Under the leadership of the proletariat the Nepalese people have been participating in big mass movements and the ten year’s great people’s war from 1996 to 2006 with a glaring example of sacrifice. In this process, the centralised feudal monarchy, which had ruled Nepal for 240 years, has ended. Some of the leaders of our party, who consider it as the completion of political revolution, have talked of going forward to economic transformation. It is utterly wrong. Although the monarchy has been brought to an end, Nepal is still a semi-feudal and semi-colonial country. The economic revolution, which is said to be carried out upon this type of socio-economic base, is the growth of comprador and bureaucratic capitalism not of national capitalism. This kind of economic development cannot do anything other than fattening a handful of comprador bourgeoisie and impoverish the country and the entire people. Therefore, the ongoing two-line struggle in our party is centred on whether to struggle for establishing people’s federal republic to pave the way forward to develop national capital and thereby lay a foundation of the socialist economy or bring into play the finance capital from the imperialist countries in the status quo and in so doing fatten the comprador bourgeoisie.

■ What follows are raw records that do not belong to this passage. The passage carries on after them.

//! API route modules.

pub mod health;
pub mod hls_proxy;
pub mod proxy;

use axum::Router;
use axum::routing::get;

use crate::api::cors;
use crate::api::server::AppState;

/// Create the main router. Relay paths come from the state's [`hls::ProxyRoutes`]
/// so rewritten URIs always match what is mounted.
pub fn create_router(state: AppState) -> Router {
    let relay_path = state.routes.relay.clone();
    let manifest_path = state.routes.manifest.clone();

    Router::new()
        .route(
            &relay_path,
            get(proxy::relay_get).options(cors::preflight),
        )
        .route(
            &manifest_path,
            get(hls_proxy::manifest_get).options(cors::preflight),
        )
        .nest("/health", health::router())
        .with_state(state)
}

The aforesaid analysis clarifies that two-line struggle goes on continuously in a communist party on the contents of Marxist philosophy, scientific socialism and political economy. It is equally true for our party also. In order to strengthen the socialist economic base, the proletarian power continues revolution under the dictatorship of the proletariat on the basis of Marxist outlook and this process paves the way forward to communism. The revisionists attack sometimes upon content of the Marxist philosophy, sometimes upon the dictatorship of the proletariat and sometimes upon the essence of socialist economy. Also the ongoing two-line struggle in our party is not far from this. In order to defeat the right revisionism and unite party on the ideological basis of Marxism-Leninism-Maoism, a Maoist revolutionary must stand in favour of dialectical and historical materialism, continued revolution under the dictatorship of the proletariat and the socialist economy. This is the historical task of every revolutionary in Nepal to accomplish new democratic revolution and pave the way forward to socialism.